INTRODUCTION: Helicobacter pylori infection is common all over the world. The present study aims to have platelet indices; to examine the role of platelet count, mean platelet volume (MPV) and platelet distribution width (PDW) as useful, inexpensive, non-invasive biomarkers for monitoring helicobacter pylori therapy.
METHODS: A total of 72 patients who were determined using helicobacter pylori positivity, gastroscopic biopsy and administered eradication treatment were included in this study. Whether these patients were eradicated after treatment was evaluated by testing helicobacter pylori antigen in stool. Eradication was observed in 48 of the patients, and the demographic data and laboratory parameters of the patient group before and after treatment were compared.

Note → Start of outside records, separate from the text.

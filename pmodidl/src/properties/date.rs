//! Dates DIDL-Lite (`dc:date` et horodatages `upnp:*`).
//!
//! Ces éléments n'ont aucune liaison : leur contenu est lu et écrit par les
//! méthodes d'extension, avec `chrono` pour l'analyse.

use std::any::Any;
use std::fmt;
use std::str::FromStr;

use chrono::{DateTime as ChronoDateTime, NaiveDate, NaiveDateTime};
use xmltree::{Element as XmlElement, XMLNode};

use crate::context::{DeserializationContext, SerializationContext};
use crate::element::DidlElement;
use crate::errors::{DidlError, Result};
use crate::property::PropertyList;
use crate::utils::{find_attribute, node_text};
use crate::value::PropertyKind;

pub const DATE: &str = "dc:date";
pub const LAST_PLAYBACK_TIME: &str = "upnp:lastPlaybackTime";
pub const RECORDED_START_DATE_TIME: &str = "upnp:recordedStartDateTime";
pub const RECORDED_END_DATE_TIME: &str = "upnp:recordedEndDateTime";
pub const SCHEDULED_END_TIME: &str = "upnp:scheduledEndTime";

const DAYLIGHT_SAVING: &str = "upnp:daylightSaving";
const DATE_FORMAT: &str = "%Y-%m-%d";
const DATE_TIME_FORMAT: &str = "%Y-%m-%dT%H:%M:%S";

#[derive(Debug, Clone, Copy, Default, PartialEq, Eq)]
pub enum DaylightSaving {
    #[default]
    Unknown,
    Standard,
    DaylightSaving,
}

impl fmt::Display for DaylightSaving {
    fn fmt(&self, f: &mut fmt::Formatter<'_>) -> fmt::Result {
        f.write_str(match self {
            DaylightSaving::Unknown => "UNKNOWN",
            DaylightSaving::Standard => "STANDARD",
            DaylightSaving::DaylightSaving => "DAYLIGHTSAVING",
        })
    }
}

impl FromStr for DaylightSaving {
    type Err = DidlError;

    fn from_str(s: &str) -> Result<Self> {
        match s.trim().to_ascii_uppercase().as_str() {
            "UNKNOWN" => Ok(DaylightSaving::Unknown),
            "STANDARD" => Ok(DaylightSaving::Standard),
            "DAYLIGHTSAVING" => Ok(DaylightSaving::DaylightSaving),
            _ => Err(DidlError::malformed(&format!("@{}", DAYLIGHT_SAVING), s, PropertyKind::String)),
        }
    }
}

fn write_daylight_saving(node: &mut XmlElement, value: DaylightSaving, ctx: &SerializationContext) {
    if value != DaylightSaving::Unknown && ctx.version() >= 3 {
        node.attributes
            .insert(DAYLIGHT_SAVING.to_string(), value.to_string());
    }
}

fn read_daylight_saving(node: &XmlElement, ctx: &DeserializationContext) -> Result<DaylightSaving> {
    match find_attribute(node, DAYLIGHT_SAVING, ctx.lenient_names()) {
        Some(raw) => raw.parse(),
        None => Ok(DaylightSaving::Unknown),
    }
}

fn read_content(node: &XmlElement) -> Option<String> {
    node_text(node)
        .map(|text| text.trim().to_string())
        .filter(|text| !text.is_empty())
}

/// Date calendaire `dc:date` (`YYYY-MM-DD`).
#[derive(Debug, Clone, PartialEq)]
pub struct Date {
    pub date: Option<NaiveDate>,
    pub daylight_saving: DaylightSaving,
    properties: PropertyList<Self>,
}

crate::impl_schema!(Date);

impl Default for Date {
    fn default() -> Self {
        Self {
            date: None,
            daylight_saving: DaylightSaving::Unknown,
            properties: PropertyList::new(),
        }
    }
}

impl Date {
    pub fn new(date: NaiveDate) -> Self {
        Self {
            date: Some(date),
            ..Self::default()
        }
    }

    /// Accepte aussi une date-heure, dont seule la date est conservée.
    pub fn parse(raw: &str) -> Option<NaiveDate> {
        let raw = raw.trim();
        NaiveDate::parse_from_str(raw, DATE_FORMAT)
            .ok()
            .or_else(|| DateTime::parse(raw).map(|dt| dt.date()))
    }
}

impl DidlElement for Date {
    fn element_name(&self) -> &str {
        DATE
    }

    fn identifier(&self) -> &str {
        DATE
    }

    fn clone_element(&self) -> Box<dyn DidlElement> {
        Box::new(self.clone())
    }

    fn as_any(&self) -> &dyn Any {
        self
    }

    fn serialize_extra(&self, node: &mut XmlElement, ctx: &SerializationContext) -> Result<()> {
        let date = self.date.ok_or_else(|| DidlError::missing(DATE, ""))?;
        node.children
            .push(XMLNode::Text(date.format(DATE_FORMAT).to_string()));
        write_daylight_saving(node, self.daylight_saving, ctx);
        Ok(())
    }

    fn deserialize_extra(&mut self, node: &XmlElement, ctx: &DeserializationContext) -> Result<()> {
        let raw = read_content(node).ok_or_else(|| DidlError::missing(DATE, ""))?;
        let date = Self::parse(&raw).ok_or_else(|| DidlError::malformed(DATE, &raw, PropertyKind::String))?;
        self.date = Some(date);
        self.daylight_saving = read_daylight_saving(node, ctx)?;
        Ok(())
    }
}

/// Horodatage `upnp:<nom>` (`YYYY-MM-DDTHH:MM:SS`).
#[derive(Debug, Clone, PartialEq)]
pub struct DateTime {
    element_name: &'static str,
    pub value: Option<NaiveDateTime>,
    pub daylight_saving: DaylightSaving,
    properties: PropertyList<Self>,
}

crate::impl_schema!(DateTime);

impl DateTime {
    /// Horodatage vide pour l'élément `element_name`.
    pub fn empty(element_name: &'static str) -> Self {
        Self {
            element_name,
            value: None,
            daylight_saving: DaylightSaving::Unknown,
            properties: PropertyList::new(),
        }
    }

    pub fn new(element_name: &'static str, value: NaiveDateTime) -> Self {
        Self {
            value: Some(value),
            ..Self::empty(element_name)
        }
    }

    /// Analyse `YYYY-MM-DDTHH:MM:SS` (fraction admise), un horodatage
    /// RFC 3339 ou une date seule (minuit).
    pub fn parse(raw: &str) -> Option<NaiveDateTime> {
        let raw = raw.trim();
        NaiveDateTime::parse_from_str(raw, DATE_TIME_FORMAT)
            .or_else(|_| NaiveDateTime::parse_from_str(raw, "%Y-%m-%dT%H:%M:%S%.f"))
            .ok()
            .or_else(|| ChronoDateTime::parse_from_rfc3339(raw).ok().map(|dt| dt.naive_local()))
            .or_else(|| {
                NaiveDate::parse_from_str(raw, DATE_FORMAT)
                    .ok()
                    .and_then(|d| d.and_hms_opt(0, 0, 0))
            })
    }
}

impl DidlElement for DateTime {
    fn element_name(&self) -> &str {
        self.element_name
    }

    fn identifier(&self) -> &str {
        self.element_name
    }

    fn clone_element(&self) -> Box<dyn DidlElement> {
        Box::new(self.clone())
    }

    fn as_any(&self) -> &dyn Any {
        self
    }

    fn serialize_extra(&self, node: &mut XmlElement, ctx: &SerializationContext) -> Result<()> {
        let value = self
            .value
            .ok_or_else(|| DidlError::missing(self.element_name, ""))?;
        node.children
            .push(XMLNode::Text(value.format(DATE_TIME_FORMAT).to_string()));
        write_daylight_saving(node, self.daylight_saving, ctx);
        Ok(())
    }

    fn deserialize_extra(&mut self, node: &XmlElement, ctx: &DeserializationContext) -> Result<()> {
        let raw = read_content(node).ok_or_else(|| DidlError::missing(self.element_name, ""))?;
        let value = Self::parse(&raw)
            .ok_or_else(|| DidlError::malformed(self.element_name, &raw, PropertyKind::String))?;
        self.value = Some(value);
        self.daylight_saving = read_daylight_saving(node, ctx)?;
        Ok(())
    }
}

RESULTS: The mean age of the patients included in this study was 41.1±12.1. Of the patients, 54 were female and 18 were male. After Helicobacter pylori eradication, a decrease in platelet count and an increase in PDW were detected. The difference was statistically significant (p=0.045 and 0.015, respectively). We did not find any significant difference concerning platelet lymphocyte ratio, neutrophil-lymphocyte ratio and MPV in patients with Helicobacter pylori eradication (p>0.05).
DISCUSSION AND CONCLUSION: In our study, we found a decrease in the number of peripheral platelets and an increase in PDW in patients receiving helicobacter pylori therapy and eradication. We saw that the MPV value did not change. Our findings suggest that platelet count and PDW value, which can be studied in many health institutions and are an inexpensive test, can be useful parameters that can be used to follow the Helicobacter pylori eradication treatment process.

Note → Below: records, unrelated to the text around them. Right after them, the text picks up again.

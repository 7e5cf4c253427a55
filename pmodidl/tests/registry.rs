//! Tests du registre : résolution exacte, par préfixe et par prédicat.

use std::any::Any;

use pmodidl::codec::deserialize;
use pmodidl::properties::Genre;
use pmodidl::property::PropertyList;
use pmodidl::{
    DeserializationContext, DidlElement, DidlError, ElementRegistry, MediaItem, MediaType, ObjectKind, UpnpObject,
    default_registry, global_registry, set_property,
};
use xmltree::Element as XmlElement;

/// Élément de test dont la hiérarchie et le prédicat sont libres.
#[derive(Debug, Clone)]
struct Marker {
    identifier: &'static str,
    parent: Option<&'static str>,
    accepts: fn(&MediaItem) -> bool,
    label: String,
    properties: PropertyList<Self>,
}

pmodidl::impl_schema!(Marker);

impl Marker {
    fn new(identifier: &'static str, parent: Option<&'static str>, accepts: fn(&MediaItem) -> bool) -> Self {
        let mut properties = PropertyList::<Self>::new();
        properties.bind_string("@label", |p| &p.label, |p| &mut p.label);
        Self {
            identifier,
            parent,
            accepts,
            label: String::new(),
            properties,
        }
    }
}

impl DidlElement for Marker {
    fn element_name(&self) -> &str {
        "marker"
    }

    fn identifier(&self) -> &str {
        self.identifier
    }

    fn extends(&self) -> Vec<String> {
        self.parent.map(str::to_string).into_iter().collect()
    }

    fn clone_element(&self) -> Box<dyn DidlElement> {
        Box::new(self.clone())
    }

    fn as_any(&self) -> &dyn Any {
        self
    }

    fn can_handle(&self, item: &MediaItem) -> bool {
        (self.accepts)(item)
    }
}

fn any_item(_: &MediaItem) -> bool {
    true
}

fn songs(item: &MediaItem) -> bool {
    item.media_type == MediaType::Song
}

fn nothing(_: &MediaItem) -> bool {
    false
}

fn object(element: &dyn DidlElement) -> &UpnpObject {
    element.as_any().downcast_ref::<UpnpObject>().unwrap()
}

fn registry_with(kinds: &[ObjectKind]) -> ElementRegistry {
    let registry = ElementRegistry::new();
    for &kind in kinds {
        registry.register(UpnpObject::new(kind)).unwrap();
    }
    registry
}

#[test]
fn test_exact_match_clones_prototype() {
    let registry = ElementRegistry::new();
    registry
        .register(UpnpObject::create(ObjectKind::MusicAlbum, "p", "0", "marker"))
        .unwrap();

    let mut first = registry.resolve_by_class("object.container.album.musicAlbum").unwrap();
    assert_eq!(object(first.as_ref()).title, "marker");

    set_property(first.as_mut(), "dc:title", "changed").unwrap();
    let second = registry.resolve_exact("object.container.album.musicAlbum").unwrap();
    assert_eq!(object(second.as_ref()).title, "marker");
    assert_eq!(object(first.as_ref()).title, "changed");
}

#[test]
fn test_longest_prefix_match() {
    let registry = registry_with(&[ObjectKind::Container, ObjectKind::Album]);

    let element = registry.resolve_by_class("object.container.album.musicAlbum").unwrap();
    let album = object(element.as_ref());
    assert_eq!(album.kind(), ObjectKind::Album);
    assert_eq!(album.class.class_type, "object.container.album.musicAlbum");
    assert_eq!(element.class_type(), Some("object.container.album.musicAlbum"));
}

#[test]
fn test_ancestor_wins_ties() {
    let registry = registry_with(&[ObjectKind::Container, ObjectKind::Album]);
    let element = registry.resolve_by_class("object.container.storageFolder.vendor").unwrap();
    assert_eq!(object(element.as_ref()).kind(), ObjectKind::Container);

    let registry = registry_with(&[ObjectKind::VideoItem, ObjectKind::AudioItem]);
    let element = registry.resolve_by_class("object.item.imageItem").unwrap();
    assert_eq!(object(element.as_ref()).kind(), ObjectKind::AudioItem);

    registry.register(UpnpObject::new(ObjectKind::Item)).unwrap();
    let element = registry.resolve_by_class("object.item.imageItem").unwrap();
    assert_eq!(object(element.as_ref()).kind(), ObjectKind::Item);
}

#[test]
fn test_unknown_class() {
    let registry = registry_with(&[ObjectKind::Item]);
    assert!(registry.resolve_by_class("vendor.thing").is_none());
    assert!(matches!(registry.create("vendor.thing"), Err(DidlError::UnknownType(_))));
    assert!(registry.resolve_exact("object.item.audioItem").is_none());
}

#[test]
fn test_non_class_types_are_not_prefix_candidates() {
    let registry = ElementRegistry::new();
    registry.register(Marker::new("object.item", None, any_item)).unwrap();
    assert!(registry.resolve_by_class("object.item.audioItem").is_none());
    assert!(registry.resolve_exact("object.item").is_some());
}

#[test]
fn test_predicate_order_is_topological() {
    let registry = ElementRegistry::new();
    registry.register(Marker::new("b", Some("a"), songs)).unwrap();
    registry.register(Marker::new("a", None, any_item)).unwrap();
    registry.register(Marker::new("c", Some("b"), nothing)).unwrap();

    let order = registry.predicate_order();
    let position = |id: &str| order.iter().position(|o| o == id).unwrap();
    assert!(position("c") < position("b"));
    assert!(position("b") < position("a"));

    let song = MediaItem::file("1", "Song", MediaType::Song);
    assert_eq!(registry.resolve_by_predicate(&song).unwrap().identifier(), "b");

    let movie = MediaItem::file("2", "Movie", MediaType::Movie);
    assert_eq!(registry.resolve_by_predicate(&movie).unwrap().identifier(), "a");
}

#[test]
fn test_cycle_is_rejected_and_rolled_back() {
    let registry = ElementRegistry::new();
    registry.register(Marker::new("x", Some("y"), nothing)).unwrap();

    let err = registry.register(Marker::new("y", Some("x"), nothing)).unwrap_err();
    assert!(matches!(err, DidlError::CyclicClassHierarchy(_)));
    assert_eq!(registry.len(), 1);
    assert!(!registry.contains("y"));
    assert_eq!(registry.predicate_order(), vec!["x".to_string()]);

    registry.register(Marker::new("y", None, nothing)).unwrap();
    assert_eq!(registry.predicate_order(), vec!["x".to_string(), "y".to_string()]);
}

#[test]
fn test_duplicate_registration() {
    let registry = registry_with(&[ObjectKind::MusicTrack]);
    let err = registry.register(UpnpObject::new(ObjectKind::MusicTrack)).unwrap_err();
    assert!(matches!(err, DidlError::DuplicateType(ref id) if id == "object.item.audioItem.musicTrack"));
    assert_eq!(registry.len(), 1);
}

#[test]
fn test_default_predicates_prefer_specialized_kinds() {
    let registry = default_registry();
    let ctx = DeserializationContext::default();
    let cases = [
        (MediaItem::file("1", "Track", MediaType::Song), ObjectKind::MusicTrack),
        (MediaItem::file("2", "Podcast", MediaType::Audio), ObjectKind::AudioItem),
        (MediaItem::file("3", "Film", MediaType::Movie), ObjectKind::Movie),
        (MediaItem::file("4", "Episode", MediaType::Episode), ObjectKind::VideoBroadcast),
        (MediaItem::file("5", "Clip", MediaType::MusicVideo), ObjectKind::MusicVideoClip),
        (MediaItem::file("6", "Picture", MediaType::Picture), ObjectKind::Photo),
        (MediaItem::file("7", "Blob", MediaType::Unknown), ObjectKind::Item),
        (MediaItem::folder("8", "Album", MediaType::Album), ObjectKind::MusicAlbum),
        (MediaItem::folder("9", "Artist", MediaType::Artist), ObjectKind::MusicArtist),
        (MediaItem::folder("10", "Jazz", MediaType::Genre), ObjectKind::MusicGenre),
        (MediaItem::folder("11", "Mix", MediaType::Playlist), ObjectKind::PlaylistContainer),
        (MediaItem::folder("12", "Disk", MediaType::Folder), ObjectKind::StorageFolder),
        (MediaItem::folder("13", "Other", MediaType::Unknown), ObjectKind::Container),
    ];

    for (item, expected) in cases {
        let element = registry
            .element_for_media_item(&item, &ctx)
            .unwrap_or_else(|| panic!("no element for {}", item.label));
        let built = object(element.as_ref());
        assert_eq!(built.kind(), expected, "{}", item.label);
        assert_eq!(built.id, item.id);
        assert_eq!(built.title, item.label);
    }
}

#[test]
fn test_media_item_conversion_failure() {
    let registry = default_registry();
    let item = MediaItem::file("", "No id", MediaType::Song);
    assert!(registry.resolve_by_predicate(&item).is_some());
    assert!(registry.element_for_media_item(&item, &DeserializationContext::default()).is_none());
}

#[test]
fn test_resolve_property_element_by_name() {
    let xml = r#"<upnp:genre xmlns:upnp="urn:schemas-upnp-org:metadata-1-0/upnp/">Rock</upnp:genre>"#;
    let node = XmlElement::parse(xml.as_bytes()).unwrap();
    let element = deserialize(&node, global_registry(), &DeserializationContext::default()).unwrap();
    let genre = element.as_any().downcast_ref::<Genre>().unwrap();
    assert_eq!(genre.name, "Rock");
}

#[test]
fn test_concurrent_resolution() {
    let registry = global_registry();
    std::thread::scope(|scope| {
        for _ in 0..4 {
            scope.spawn(|| {
                for kind in ObjectKind::ALL {
                    let element = registry.resolve_by_class(kind.class_type()).unwrap();
                    assert_eq!(object(element.as_ref()).kind(), kind);
                }
            });
        }
    });
}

GİRİŞ ve AMAÇ: Helikobakter pilori (HP) enfeksiyonu tüm dünyada yaygın olarak görülmektedir. Bu çalışmanın amacı, trombosit indeksleri olan; trombosit sayısı, ortalama trombosit hacmi (MPV) ve trombosit dağılım genişliğinin (PDW) helikobakter pilori tedavisinin izlenmesinde yararlı, ucuz, invaziv olmayan biyobelirteçler olarak rolünü incelemektir.
YÖNTEM ve GEREÇLER: Çalışmaya, HP pozitifliği, gastroskopik biyopsi ile tespit edilmiş ve eradikasyon tedavisi verilmiş toplam 72 hasta dahil edilmiştir. Bu hastaların, tedavi sonrası eradike olup olmadığı, gaitada HP antijen testi yapılarak değerlendirilmiştir. Hastaların 48’inde eradikasyon sağlandığı görülmüş olup, hasta grubunun tedavi öncesi ve sonrası, demografik verileri ve laboratuvar parametreleri karşılaştırılmıştır.
BULGULAR: Çalışmaya dahil edilen hastaların yaş ortalaması 41.1±12.1’di. Hastaların 54’ü kadın, 18’i erkekti. HP eradikasyonu sonrasında trombosit sayısından azalma ve PDW’de artış saptandı. Aradaki fark istatistiksel olarak anlamlıydı (sırası ile p=0.045 ve 0.015). HP eradikasyonu sağlanan hastalarda trombosit lenfosit oranı, nötrofil lenfosit oranı ve MPV açısından anlamlı bir farka rastlamadık (p>0.05).
TARTIŞMA ve SONUÇ: Çalışmamızda HP tedavisi alan ve eradikasyon sağlanan hastalarda, periferik trombosit sayısında azalma ve PDW de artış saptadık. MPV değerinin ise değişmediğini gördük. Birçok sağlık kuruluşunda çalışılabilen ve ucuz bir tetkik olan, trombosit sayısı ve PDW değerinin, HP eradikasyon tedavi sürecini takip etmek için kullanılabilecek yararlı parametreler olabileceğini düşünüyoruz.